What Works Well Online
- Diary card review works naturally on screen, especially with digital diary card apps
- Skills teaching translates well with screen sharing and digital materials
- Behavioral chain analysis in individual sessions is conversation-based and works identically online
- Mindfulness exercises at the start of skills group can be deeply effective when practiced in your own space
- Between-session coaching was always remote
- Homework review is straightforward on video
What Requires Adjustment
- Reading emotional cues in group. Group leaders have to work harder to notice when a member is struggling, since they see less body language and can only view small video tiles
- Interpersonal effectiveness practice. Role-playing exercises require more intentional facilitation in breakout rooms than they do in person
- Crisis management. If a group member is in acute distress during an online session, the therapist cannot physically intervene. Programs address this by having clear safety plans and protocols in place before treatment begins
- Group cohesion. Some members find it harder to bond with other group members through a screen, though many report that cohesion develops naturally over time
Some programs offer skills-group-only options, and these work well online. However, comprehensive DBT — which includes individual therapy alongside the skills group — produces the strongest outcomes, especially for borderline personality disorder. If you have the option, comprehensive treatment is recommended.

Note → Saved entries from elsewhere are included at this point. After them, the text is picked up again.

//! 业务服务
//!
//! 写路径（构造、派生、校验、持久化）以及列表、详情、统计等组合查询。
//! 所有存储访问都经过 `HospitalStore`。

use crate::error::{HospitalError, Result, ValidationErrors};
use crate::inputs::*;
use crate::models::*;
use crate::query::*;
use crate::rules::available_slots;
use crate::store::{HospitalStore, RevenueSummary};
use crate::utils::today;
use crate::validation::Validate;
use crate::views::*;
use chrono::{NaiveDate, NaiveTime, Utc};
use std::sync::Arc;
use tracing::{debug, info, warn};
use uuid::Uuid;

const DETAIL_APPOINTMENTS: i64 = 10;
const DETAIL_BILLS: i64 = 5;
const DETAIL_MEDICAL_RECORDS: i64 = 10;
const DASHBOARD_RECENT_PATIENTS: i64 = 5;
const DASHBOARD_APPOINTMENTS: i64 = 10;

fn found<T>(row: Option<T>, entity: &'static str, id: Uuid) -> Result<T> {
    row.ok_or_else(|| HospitalError::not_found(entity, id))
}

fn deleted(removed: bool, entity: &'static str, id: Uuid) -> Result<()> {
    if removed {
        info!("Deleted {} {}", entity, id);
        Ok(())
    } else {
        Err(HospitalError::not_found(entity, id))
    }
}

/// 把校验错误并入 `errors`，字段名加上 `prefix`；其他错误原样返回
fn collect_errors(errors: &mut ValidationErrors, prefix: &str, result: Result<()>) -> Result<()> {
    match result {
        Err(HospitalError::Validation(found)) => {
            for error in found.errors() {
                errors.add(format!("{}{}", prefix, error.field), error.message.clone());
            }
            Ok(())
        }
        other => other,
    }
}

fn log_conflict(result: Result<()>, what: &str) -> Result<()> {
    if let Err(HospitalError::Conflict(message)) = &result {
        warn!("Rejected {}: {}", what, message);
    }
    result
}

Online DBT skills groups typically run 1.5 to 2.5 hours, the same as in-person groups. Most programs include a short break. The full skills curriculum takes about 24 weeks to complete and is often repeated for a full year of treatment.
Most insurance plans that cover DBT also cover telehealth delivery. The transition to broader telehealth coverage has been significant since 2020. [NAMI](https://www.nami.org) offers helpful resources on navigating insurance for mental health treatment. Check with your insurance provider and the DBT program to confirm coverage before starting.
Privacy is important, especially in skills group where other members are present. Some options include using a parked car, a private room at a library, or a friend's empty apartment. Discuss your situation with your therapist — they may have creative solutions and can help you problem-solve.
The Bottom Line
DBT was already a partially remote treatment before telehealth became widespread. All four components — individual therapy, skills group, phone coaching, and consultation team — work online, and research supports comparable outcomes. The most important advantage of online DBT may be the simplest one: it makes comprehensive DBT programs accessible to people who would otherwise have no realistic way to attend. If you have been told you need DBT but cannot find a local program, online therapy is not a consolation prize. It is a legitimate path to the treatment you need.